**Problem details:** Restate the material below word for word, from its first line to its last.

**Provided data:**
// Copyright (c) Mysten Labs, Inc.
// SPDX-License-Identifier: Apache-2.0

use tokio::io::{AsyncBufReadExt, AsyncRead, BufReader};

use crate::error::{IngestError, IngestResult};

/// Lines longer than this are consumed and counted malformed without being
/// buffered, so one misbehaving client cannot grow the connection buffer
/// without bound.
const MAX_LINE_LENGTH: usize = 4096;

/// Reads successive carbon plaintext records (`name value timestamp\n`) off
/// a byte stream.
///
/// Malformed lines never terminate the scan: they are skipped and counted in
/// a counter the connection handler drains each iteration. The scan ends at
/// EOF or on a transport error, the latter retrievable via [`err`].
///
/// [`err`]: LineScanner::err
pub(crate) struct LineScanner<R> {
    reader: BufReader<R>,
    line: Vec<u8>,
    /// Byte range of the metric name within `line`.
    name: (usize, usize),
    timestamp: i64,
    value: f64,
    malformed: u64,
    err: Option<IngestError>,
}

enum ReadOutcome {
    Line,
    TooLong,
    Eof,
}

impl<R: AsyncRead + Unpin> LineScanner<R> {
    pub(crate) fn new(stream: R) -> Self {
        Self {
            reader: BufReader::new(stream),
            line: Vec::new(),
            name: (0, 0),
            timestamp: 0,
            value: 0.0,
            malformed: 0,
            err: None,
        }
    }

    /// Advances to the next well-formed record. Returns false at EOF or on a
    /// transport error.
    pub(crate) async fn advance(&mut self) -> bool {
        loop {
            match self.read_line().await {
                Ok(ReadOutcome::Eof) => return false,
                Ok(ReadOutcome::TooLong) => self.malformed += 1,
                Ok(ReadOutcome::Line) => {
                    if self.parse_line() {
                        return true;
                    }
                    self.malformed += 1;
                }
                Err(err) => {
                    self.err = Some(err);
                    return false;
                }
            }
        }
    }

    /// The current metric name. Valid only until the next [`advance`].
    ///
    /// [`advance`]: LineScanner::advance
    pub(crate) fn name(&self) -> &[u8] {
        &self.line[self.name.0..self.name.1]
    }

    pub(crate) fn timestamp(&self) -> i64 {
        self.timestamp
    }

    pub(crate) fn value(&self) -> f64 {
        self.value
    }

    /// Drains the malformed-line counter.
    pub(crate) fn take_malformed(&mut self) -> u64 {
        std::mem::take(&mut self.malformed)
    }

    pub(crate) fn err(&self) -> Option<&IngestError> {
        self.err.as_ref()
    }

    /// Accumulates one newline-terminated line into `self.line`. A final
    /// line without a terminator still counts as a line.
    async fn read_line(&mut self) -> IngestResult<ReadOutcome> {
        self.line.clear();
        let mut overflow = false;
        loop {
            let chunk = self.reader.fill_buf().await?;
            if chunk.is_empty() {
                return Ok(if overflow {
                    ReadOutcome::TooLong
                } else if self.line.is_empty() {
                    ReadOutcome::Eof
                } else {
                    ReadOutcome::Line
                });
            }
            match chunk.iter().position(|&byte| byte == b'\n') {
                Some(pos) => {
                    if !overflow {
                        self.line.extend_from_slice(&chunk[..pos]);
                    }
                    self.reader.consume(pos + 1);
                    return Ok(if overflow {
                        ReadOutcome::TooLong
                    } else {
                        ReadOutcome::Line
                    });
                }
                None => {
                    if !overflow {
                        self.line.extend_from_slice(chunk);
                        if self.line.len() > MAX_LINE_LENGTH {
                            overflow = true;
                            self.line.clear();
                        }
                    }
                    let consumed = chunk.len();
                    self.reader.consume(consumed);
                }
            }
        }
    }

    /// Parses `self.line` as `name value timestamp`, with any run of spaces
    /// or tabs separating fields. Returns false when the line is malformed.
    fn parse_line(&mut self) -> bool {
        let mut end = self.line.len();
        if self.line.ends_with(b"\r") {
            end -= 1;
        }

        let mut fields = [(0, 0); 3];
        let mut count = 0;
        let mut pos = 0;
        while pos < end {
            while pos < end && matches!(self.line[pos], b' ' | b'\t') {
                pos += 1;
            }
            if pos == end {
                break;
            }
            let start = pos;
            while pos < end && !matches!(self.line[pos], b' ' | b'\t') {
                pos += 1;
            }
            if count == 3 {
                return false;
            }
            fields[count] = (start, pos);
            count += 1;
        }
        if count != 3 {
            return false;
        }

        let Some(value) = parse_field::<f64>(&self.line[fields[1].0..fields[1].1]) else {
            return false;
        };
        let Some(timestamp) = parse_field::<i64>(&self.line[fields[2].0..fields[2].1]) else {
            return false;
        };

        self.name = fields[0];
        self.value = value;
        self.timestamp = timestamp;
        true
    }
}

fn parse_field<T: std::str::FromStr>(field: &[u8]) -> Option<T> {
    std::str::from_utf8(field).ok()?.parse().ok()
}

#[cfg(test)]
mod test {
    use super::*;

    async fn scan_all(input: &[u8]) -> (Vec<(Vec<u8>, i64, f64)>, u64) {
        let mut scanner = LineScanner::new(input);
        let mut records = Vec::new();
        while scanner.advance().await {
            records.push((scanner.name().to_vec(), scanner.timestamp(), scanner.value()));
        }
        assert!(scanner.err().is_none());
        (records, scanner.take_malformed())
    }

    #[tokio::test]
    async fn scans_well_formed_lines() {
        let (records, malformed) =
            scan_all(b"foo.bar 1.5 1700000000\nsys.cpu 0.25 1700000060\n").await;
        assert_eq!(
            records,
            vec![
                (b"foo.bar".to_vec(), 1700000000, 1.5),
                (b"sys.cpu".to_vec(), 1700000060, 0.25),
            ]
        );
        assert_eq!(malformed, 0);
    }

    #[tokio::test]
    async fn tolerates_crlf_and_repeated_separators() {
        let (records, malformed) = scan_all(b"foo.bar  1.5\t1700000000\r\n").await;
        assert_eq!(records, vec![(b"foo.bar".to_vec(), 1700000000, 1.5)]);
        assert_eq!(malformed, 0);
    }

    #[tokio::test]
    async fn final_line_without_newline_is_scanned() {
        let (records, malformed) = scan_all(b"foo 1 1700000000").await;
        assert_eq!(records, vec![(b"foo".to_vec(), 1700000000, 1.0)]);
        assert_eq!(malformed, 0);
    }

    #[tokio::test]
    async fn malformed_lines_are_counted_and_skipped() {
        let input: &[u8] = b"missing fields\n\
            foo bar 1700000000\n\
            foo 1.0 notatime\n\
            one two three four\n\
            \n\
            good 2.5 1700000000\n";
        let (records, malformed) = scan_all(input).await;
        assert_eq!(records, vec![(b"good".to_vec(), 1700000000, 2.5)]);
        assert_eq!(malformed, 5);
    }

    #[tokio::test]
    async fn oversized_line_is_dropped_without_buffering() {
        let mut input = vec![b'x'; MAX_LINE_LENGTH * 3];
        input.extend_from_slice(b" 1 1\nok 1 1700000000\n");
        let (records, malformed) = scan_all(&input).await;
        assert_eq!(records, vec![(b"ok".to_vec(), 1700000000, 1.0)]);
        assert_eq!(malformed, 1);
    }

    #[tokio::test]
    async fn empty_input_ends_immediately() {
        let (records, malformed) = scan_all(b"").await;
        assert!(records.is_empty());
        assert_eq!(malformed, 0);
    }
}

**Written answer:**
// Copyright (c) Mysten Labs, Inc.
// SPDX-License-Identifier: Apache-2.0

use tokio::io::{AsyncBufReadExt, AsyncRead, BufReader};

use crate::error::{IngestError, IngestResult};

/// Lines longer than this are consumed and counted malformed without being
/// buffered, so one misbehaving client cannot grow the connection buffer
/// without bound.
const MAX_LINE_LENGTH: usize = 4096;

/// Reads successive carbon plaintext records (`name value timestamp\n`) off
/// a byte stream.
///
/// Malformed lines never terminate the scan: they are skipped and counted in
/// a counter the connection handler drains each iteration. The scan ends at
/// EOF or on a transport error, the latter retrievable via [`err`].
///
/// [`err`]: LineScanner::err
pub(crate) struct LineScanner<R> {
    reader: BufReader<R>,
    line: Vec<u8>,
    /// Byte range of the metric name within `line`.
    name: (usize, usize),
    timestamp: i64,
    value: f64,
    malformed: u64,
    err: Option<IngestError>,
}

enum ReadOutcome {
    Line,
    TooLong,
    Eof,
}

impl<R: AsyncRead + Unpin> LineScanner<R> {
    pub(crate) fn new(stream: R) -> Self {
        Self {
            reader: BufReader::new(stream),
            line: Vec::new(),
            name: (0, 0),
            timestamp: 0,
            value: 0.0,
            malformed: 0,
            err: None,
        }
    }

    /// Advances to the next well-formed record. Returns false at EOF or on a
    /// transport error.
    pub(crate) async fn advance(&mut self) -> bool {
        loop {
            match self.read_line().await {
                Ok(ReadOutcome::Eof) => return false,
                Ok(ReadOutcome::TooLong) => self.malformed += 1,
                Ok(ReadOutcome::Line) => {
                    if self.parse_line() {
                        return true;
                    }
                    self.malformed += 1;
                }
                Err(err) => {
                    self.err = Some(err);
                    return false;
                }
            }
        }
    }

    /// The current metric name. Valid only until the next [`advance`].
    ///
    /// [`advance`]: LineScanner::advance
    pub(crate) fn name(&self) -> &[u8] {
        &self.line[self.name.0..self.name.1]
    }

    pub(crate) fn timestamp(&self) -> i64 {
        self.timestamp
    }

    pub(crate) fn value(&self) -> f64 {
        self.value
    }

    /// Drains the malformed-line counter.
    pub(crate) fn take_malformed(&mut self) -> u64 {
        std::mem::take(&mut self.malformed)
    }

    pub(crate) fn err(&self) -> Option<&IngestError> {
        self.err.as_ref()
    }

    /// Accumulates one newline-terminated line into `self.line`. A final
    /// line without a terminator still counts as a line.
    async fn read_line(&mut self) -> IngestResult<ReadOutcome> {
        self.line.clear();
        let mut overflow = false;
        loop {
            let chunk = self.reader.fill_buf().await?;
            if chunk.is_empty() {
                return Ok(if overflow {
                    ReadOutcome::TooLong
                } else if self.line.is_empty() {
                    ReadOutcome::Eof
                } else {
                    ReadOutcome::Line
                });
            }
            match chunk.iter().position(|&byte| byte == b'\n') {
                Some(pos) => {
                    if !overflow {
                        self.line.extend_from_slice(&chunk[..pos]);
                    }
                    self.reader.consume(pos + 1);
                    return Ok(if overflow {
                        ReadOutcome::TooLong
                    } else {
                        ReadOutcome::Line
                    });
                }
                None => {
                    if !overflow {
                        self.line.extend_from_slice(chunk);
                        if self.line.len() > MAX_LINE_LENGTH {
                            overflow = true;
                            self.line.clear();
                        }
                    }
                    let consumed = chunk.len();
                    self.reader.consume(consumed);
                }
            }
        }
    }

    /// Parses `self.line` as `name value timestamp`, with any run of spaces
    /// or tabs separating fields. Returns false when the line is malformed.
    fn parse_line(&mut self) -> bool {
        let mut end = self.line.len();
        if self.line.ends_with(b"\r") {
            end -= 1;
        }

        let mut fields = [(0, 0); 3];
        let mut count = 0;
        let mut pos = 0;
        while pos < end {
            while pos < end && matches!(self.line[pos], b' ' | b'\t') {
                pos += 1;
            }
            if pos == end {
                break;
            }
            let start = pos;
            while pos < end && !matches!(self.line[pos], b' ' | b'\t') {
                pos += 1;
            }
            if count == 3 {
                return false;
            }
            fields[count] = (start, pos);
            count += 1;
        }
        if count != 3 {
            return false;
        }

        let Some(value) = parse_field::<f64>(&self.line[fields[1].0..fields[1].1]) else {
            return false;
        };
        let Some(timestamp) = parse_field::<i64>(&self.line[fields[2].0..fields[2].1]) else {
            return false;
        };

        self.name = fields[0];
        self.value = value;
        self.timestamp = timestamp;
        true
    }
}

fn parse_field<T: std::str::FromStr>(field: &[u8]) -> Option<T> {
    std::str::from_utf8(field).ok()?.parse().ok()
}

#[cfg(test)]
mod test {
    use super::*;

    async fn scan_all(input: &[u8]) -> (Vec<(Vec<u8>, i64, f64)>, u64) {
        let mut scanner = LineScanner::new(input);
        let mut records = Vec::new();
        while scanner.advance().await {
            records.push((scanner.name().to_vec(), scanner.timestamp(), scanner.value()));
        }
        assert!(scanner.err().is_none());
        (records, scanner.take_malformed())
    }

    #[tokio::test]
    async fn scans_well_formed_lines() {
        let (records, malformed) =
            scan_all(b"foo.bar 1.5 1700000000\nsys.cpu 0.25 1700000060\n").await;
        assert_eq!(
            records,
            vec![
                (b"foo.bar".to_vec(), 1700000000, 1.5),
                (b"sys.cpu".to_vec(), 1700000060, 0.25),
            ]
        );
        assert_eq!(malformed, 0);
    }

    #[tokio::test]
    async fn tolerates_crlf_and_repeated_separators() {
        let (records, malformed) = scan_all(b"foo.bar  1.5\t1700000000\r\n").await;
        assert_eq!(records, vec![(b"foo.bar".to_vec(), 1700000000, 1.5)]);
        assert_eq!(malformed, 0);
    }

    #[tokio::test]
    async fn final_line_without_newline_is_scanned() {
        let (records, malformed) = scan_all(b"foo 1 1700000000").await;
        assert_eq!(records, vec![(b"foo".to_vec(), 1700000000, 1.0)]);
        assert_eq!(malformed, 0);
    }

    #[tokio::test]
    async fn malformed_lines_are_counted_and_skipped() {
        let input: &[u8] = b"missing fields\n\
            foo bar 1700000000\n\
            foo 1.0 notatime\n\
            one two three four\n\
            \n\
            good 2.5 1700000000\n";
        let (records, malformed) = scan_all(input).await;
        assert_eq!(records, vec![(b"good".to_vec(), 1700000000, 2.5)]);
        assert_eq!(malformed, 5);
    }

    #[tokio::test]
    async fn oversized_line_is_dropped_without_buffering() {
        let mut input = vec![b'x'; MAX_LINE_LENGTH * 3];
        input.extend_from_slice(b" 1 1\nok 1 1700000000\n");
        let (records, malformed) = scan_all(&input).await;
        assert_eq!(records, vec![(b"ok".to_vec(), 1700000000, 1.0)]);
        assert_eq!(malformed, 1);
    }

    #[tokio::test]
    async fn empty_input_ends_immediately() {
        let (records, malformed) = scan_all(b"").await;
        assert!(records.is_empty());
        assert_eq!(malformed, 0);
    }
}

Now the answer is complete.